# Applet Maus Koordinaten ohne MouseMotionListener



## arktikus (16. Aug 2008)

Hi,

gibt es irgendeine Möglichkeit mit einem Applet die aktuellen Maus-Koordinaten im Applet abzurufen?
Die ganze Zeit den MouseMotionListener die Koordinaten aktualisieren zu lassen braucht zu viel performance, da ruckelt das applet sobald man die maus bewegt, weil im hintergrund immer die MouseMoved funktion aufgerufen wird.
Oder benutz ich den MouseMotionLister falsch?


----------



## Wildcard (16. Aug 2008)

Die Mouse Events werden sowieso geworfen und der Listener ist der richtige. Wahrscheinlich dauert die Art wie du auf die Events reagierst zu lange.


----------



## arktikus (17. Aug 2008)

du hast recht, ich habs jetzt nochmal versucht und jetzt geths weitgehenst ohne laggs in dem ich in mouseMoved einfach nur globale variablen auf die aktuellen koordinaten setze, danke soweit.
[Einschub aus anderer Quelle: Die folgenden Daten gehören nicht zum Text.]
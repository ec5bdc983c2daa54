//! Request and response bodies of the HTTP API.

use chrono::{DateTime, Utc};
use serde::{Deserialize, Serialize};

use crate::{
    b64,
    envelope::Algorithms,
    errors::{ProtocolError, Result},
    export::InboxIdentity,
    ids::{EmailId, InboxHash},
    version::Versioned,
};

/// `GET /api/server-info`
#[derive(Debug, Clone, PartialEq, Eq, Serialize, Deserialize)]
#[serde(rename_all = "camelCase")]
pub struct ServerInfo {
    /// Payload version
    pub version: u64,
    /// Key the server signs envelopes with
    #[serde(with = "b64")]
    pub server_sig_pk: Vec<u8>,
    /// Suite the server encrypts with
    pub algs: Algorithms,
    /// Longest inbox lifetime the server grants, in seconds
    pub max_ttl: u64,
    /// Lifetime used when none is requested, in seconds
    pub default_ttl: u64,
    /// Domains inbox addresses may use
    #[serde(default)]
    pub allowed_domains: Vec<String>,
}

impl Versioned for ServerInfo {
    const KIND: &'static str = "server info";
}

/// `GET /api/check-key`
#[derive(Debug, Clone, Copy, PartialEq, Eq, Serialize, Deserialize)]
pub struct CheckKeyResponse {
    /// Whether the API key is accepted
    pub ok: bool,
}

/// `POST /api/inboxes`
#[derive(Debug, Clone, PartialEq, Eq, Serialize, Deserialize)]
#[serde(rename_all = "camelCase")]
pub struct CreateInboxRequest {
    /// Client ML-KEM public key
    #[serde(with = "b64")]
    pub client_kem_pk: Vec<u8>,
    /// Requested lifetime in seconds
    #[serde(default, skip_serializing_if = "Option::is_none")]
    pub ttl: Option<u64>,
    /// Requested address or domain
    #[serde(default, skip_serializing_if = "Option::is_none")]
    pub email_address: Option<String>,
}

/// Response to inbox creation.
#[derive(Debug, Clone, PartialEq, Eq, Serialize, Deserialize)]
#[serde(rename_all = "camelCase")]
pub struct CreateInboxResponse {
    /// Assigned address
    pub email_address: String,
    /// Assigned routing identifier
    pub inbox_hash: InboxHash,
    /// Expiry time
    pub expires_at: DateTime<Utc>,
    /// Key that will sign this inbox's envelopes
    #[serde(with = "b64")]
    pub server_sig_pk: Vec<u8>,
}

impl CreateInboxResponse {
    /// Identity to pin into the new inbox.
    pub fn into_identity(self) -> InboxIdentity {
        InboxIdentity {
            email_address: self.email_address,
            inbox_hash: self.inbox_hash,
            expires_at: self.expires_at,
            server_sig_pk: self.server_sig_pk,
        }
    }
}

/// `data:` payload of an event-stream frame.
#[derive(Debug, Clone, PartialEq, Eq, Hash, Serialize, Deserialize)]
#[serde(rename_all = "camelCase")]
pub struct EventFrame {
    /// Inbox that received the email
    pub inbox_id: InboxHash,
    /// New email
    pub email_id: EmailId,
}

impl EventFrame {
    /// Parse a frame's data field.
    ///
    /// # Errors
    ///
    /// - `ProtocolError::Json` if the data is not an event object
    /// - `ProtocolError::Malformed` if either identifier is empty
    pub fn parse(data: &str) -> Result<Self> {
        let frame: Self = serde_json::from_str(data)?;
        if frame.inbox_id.as_str().is_empty() {
            return Err(ProtocolError::malformed("inboxId", "empty"));
        }
        if frame.email_id.as_str().is_empty() {
            return Err(ProtocolError::malformed("emailId", "empty"));
        }
        Ok(frame)
    }
}

#[cfg(test)]
mod tests {
    use super::*;

    #[test]
    fn create_request_omits_unset_options() {
        let request = CreateInboxRequest { client_kem_pk: vec![1, 2], ttl: None, email_address: None };
        assert_eq!(serde_json::to_string(&request).unwrap(), r#"{"clientKemPk":"AQI"}"#);
    }

    #[test]
    fn create_request_with_options() {
        let request = CreateInboxRequest {
            client_kem_pk: vec![],
            ttl: Some(3600),
            email_address: Some("qa.example.com".to_string()),
        };
        assert_eq!(
            serde_json::to_string(&request).unwrap(),
            r#"{"clientKemPk":"","ttl":3600,"emailAddress":"qa.example.com"}"#
        );
    }

    #[test]
    fn parses_event_frame() {
        let frame = EventFrame::parse(r#"{"inboxId":"A","emailId":"abc123"}"#).unwrap();
        assert_eq!(frame.inbox_id, InboxHash::new("A"));
        assert_eq!(frame.email_id, EmailId::new("abc123"));
    }

    #[test]
    fn rejects_empty_event_ids() {
        assert!(matches!(
            EventFrame::parse(r#"{"inboxId":"","emailId":"x"}"#),
            Err(ProtocolError::Malformed { field: "inboxId", .. })
        ));
        assert!(EventFrame::parse("keepalive").is_err());
    }
}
gibts auch irgendeinen trick wie man eine steuerung wie bei einem ego shooter ermöglichen kann? d.h. die spielfigur dreht sich nach rechts wenn man die maus nach rechts bewegt und stoppt wenn man die maus nicht mehr bewegt, aber ohne dass die maus jemals aus dem applet rausbewegen kann.
ist sowas allgemein bei java applets möglich, oder geht das nicht?


----------



## Wildcard (18. Aug 2008)

Bei Applets wird das eher schwierig. Schau dir mal Java Webstart an.
Hier ein Beispiel eines Java ego shooters der über Java Webstart deployed wird.
http://bytonic.de/html/jake2.html


----------